Client privacy in medical records came under attack recently in the latest of the wearying and seemingly inexhaustible anti-choice tactics designed to intimidate women exercising their constitutional right to abortion. The Kansas anti-choice Attorney General, Phill Kline, demanded last October that abortion clinics turn over the complete medical records of nearly ninety women and girls. Kline contends that he needs the material for an investigation into underage sex and illegal late-term abortions. The subpoenas, issued as part of a “secret” investigation, surfaced after two clinics fought the order in court. On October 21st of last year a district court judge ruled that Kline could have the files. The clinics have appealed and the details of the case were uncovered this month by the Wichita Eagle newspaper. The appeal is pending.

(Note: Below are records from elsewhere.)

//! In-process event bus: bounded per-topic fan-out with replay.
//!
//! Topics are created lazily on first publish or subscribe:
//! - `log:<worker_id>` — parsed agent output for one worker
//! - `plan:<pid>:<tid>` — plan conversation stream for one task
//! - `system` — dispatcher events
//!
//! Publishing never blocks. Each topic keeps a ring buffer for replay; live
//! delivery rides a tokio broadcast channel, so a slow subscriber lags
//! independently and only its own oldest pending messages are dropped (the
//! WebSocket layer surfaces the lag as a `dropped` marker frame).

use std::collections::{HashMap, VecDeque};
use std::sync::Mutex;

use serde_json::Value;
use tokio::sync::broadcast;

use crate::models::DispatcherEvent;

pub const SYSTEM_TOPIC: &str = "system";

/// Ring capacity for worker-log and plan topics.
const LOG_RING_CAPACITY: usize = 300;
/// Ring capacity for the system topic.
const SYSTEM_RING_CAPACITY: usize = 1000;
/// Per-subscriber broadcast queue depth.
const CHANNEL_CAPACITY: usize = 256;

pub fn log_topic(worker_id: &str) -> String {
    format!("log:{}", worker_id)
}

pub fn plan_topic(project_id: &str, task_id: &str) -> String {
    format!("plan:{}:{}", project_id, task_id)
}

struct Topic {
    ring: VecDeque<Value>,
    capacity: usize,
    tx: broadcast::Sender<Value>,
}

impl Topic {
    fn new(capacity: usize) -> Self {
        let (tx, _rx) = broadcast::channel(CHANNEL_CAPACITY);
        Self {
            ring: VecDeque::with_capacity(capacity.min(64)),
            capacity,
            tx,
        }
    }
}

pub struct EventBus {
    topics: Mutex<HashMap<String, Topic>>,
}

impl Default for EventBus {
    fn default() -> Self {
        Self::new()
    }
}

impl EventBus {
    pub fn new() -> Self {
        Self {
            topics: Mutex::new(HashMap::new()),
        }
    }

    fn capacity_for(topic: &str) -> usize {
        if topic == SYSTEM_TOPIC {
            SYSTEM_RING_CAPACITY
        } else {
            LOG_RING_CAPACITY
        }
    }

    /// Append to the topic ring and fan out to live subscribers. Send errors
    /// (no subscribers) are ignored.
    pub fn publish(&self, topic: &str, event: Value) {
        let mut topics = self.topics.lock().expect("event bus lock poisoned");
        let entry = topics
            .entry(topic.to_string())
            .or_insert_with(|| Topic::new(Self::capacity_for(topic)));
        if entry.ring.len() >= entry.capacity {
            entry.ring.pop_front();
        }
        entry.ring.push_back(event.clone());
        let _ = entry.tx.send(event);
    }

    /// Subscribe to a topic: returns the last `replay` buffered events plus a
    /// live receiver positioned after them.
    pub fn subscribe(&self, topic: &str, replay: usize) -> (Vec<Value>, broadcast::Receiver<Value>) {
        let mut topics = self.topics.lock().expect("event bus lock poisoned");
        let entry = topics
            .entry(topic.to_string())
            .or_insert_with(|| Topic::new(Self::capacity_for(topic)));
        let rx = entry.tx.subscribe();
        let start = entry.ring.len().saturating_sub(replay);
        let replayed = entry.ring.iter().skip(start).cloned().collect();
        (replayed, rx)
    }

    /// The last `last_n` events of a topic, oldest first.
    pub fn replay(&self, topic: &str, last_n: usize) -> Vec<Value> {
        let topics = self.topics.lock().expect("event bus lock poisoned");
        match topics.get(topic) {
            Some(entry) => {
                let start = entry.ring.len().saturating_sub(last_n);
                entry.ring.iter().skip(start).cloned().collect()
            }
            None => Vec::new(),
        }
    }

    /// Emit a dispatcher event on the `system` topic.
    /// source: `worker-1`, `system`, `scheduler`, etc.
    pub fn emit(&self, source: &str, message: impl Into<String>) {
        let event = DispatcherEvent::new(source, message);
        if let Ok(value) = serde_json::to_value(&event) {
            self.publish(SYSTEM_TOPIC, value);
        }
    }

    /// Most recent dispatcher events, oldest first.
    pub fn recent(&self, limit: usize) -> Vec<DispatcherEvent> {
        self.replay(SYSTEM_TOPIC, limit)
            .into_iter()
            .filter_map(|v| serde_json::from_value(v).ok())
            .collect()
    }
}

The clinics are fighting the order as a violation of client privacy, arguing that Kline has demanded unedited medical records for women who sought abortions at least 22 weeks into their pregnancies as well as those for girls fifteen and younger who sought abortions. The initial court decision places a gag order on doctors, prohibiting them from contacting the women to warn them of the investigation. The records sought include the patient’s name, medical history, details of her sex life, birth control practices and psychological profile. Kline’s position is that he needs the records to investigate illegal practices—both the provision of abortions to women in more advanced states of pregnancy and underage sex. The clinics offered to meet his objectives by providing the records with some key information, including names, edited out. Kline refused. Planned Parenthood of Kansas and Mid-Missouri President and CEO Peter Brownlie argues: “…it's simply wrong to expect any doctor to turn over the medical records of dozens of patients based on the hunch — or the hope — of the attorney general that he may find evidence of crimes.”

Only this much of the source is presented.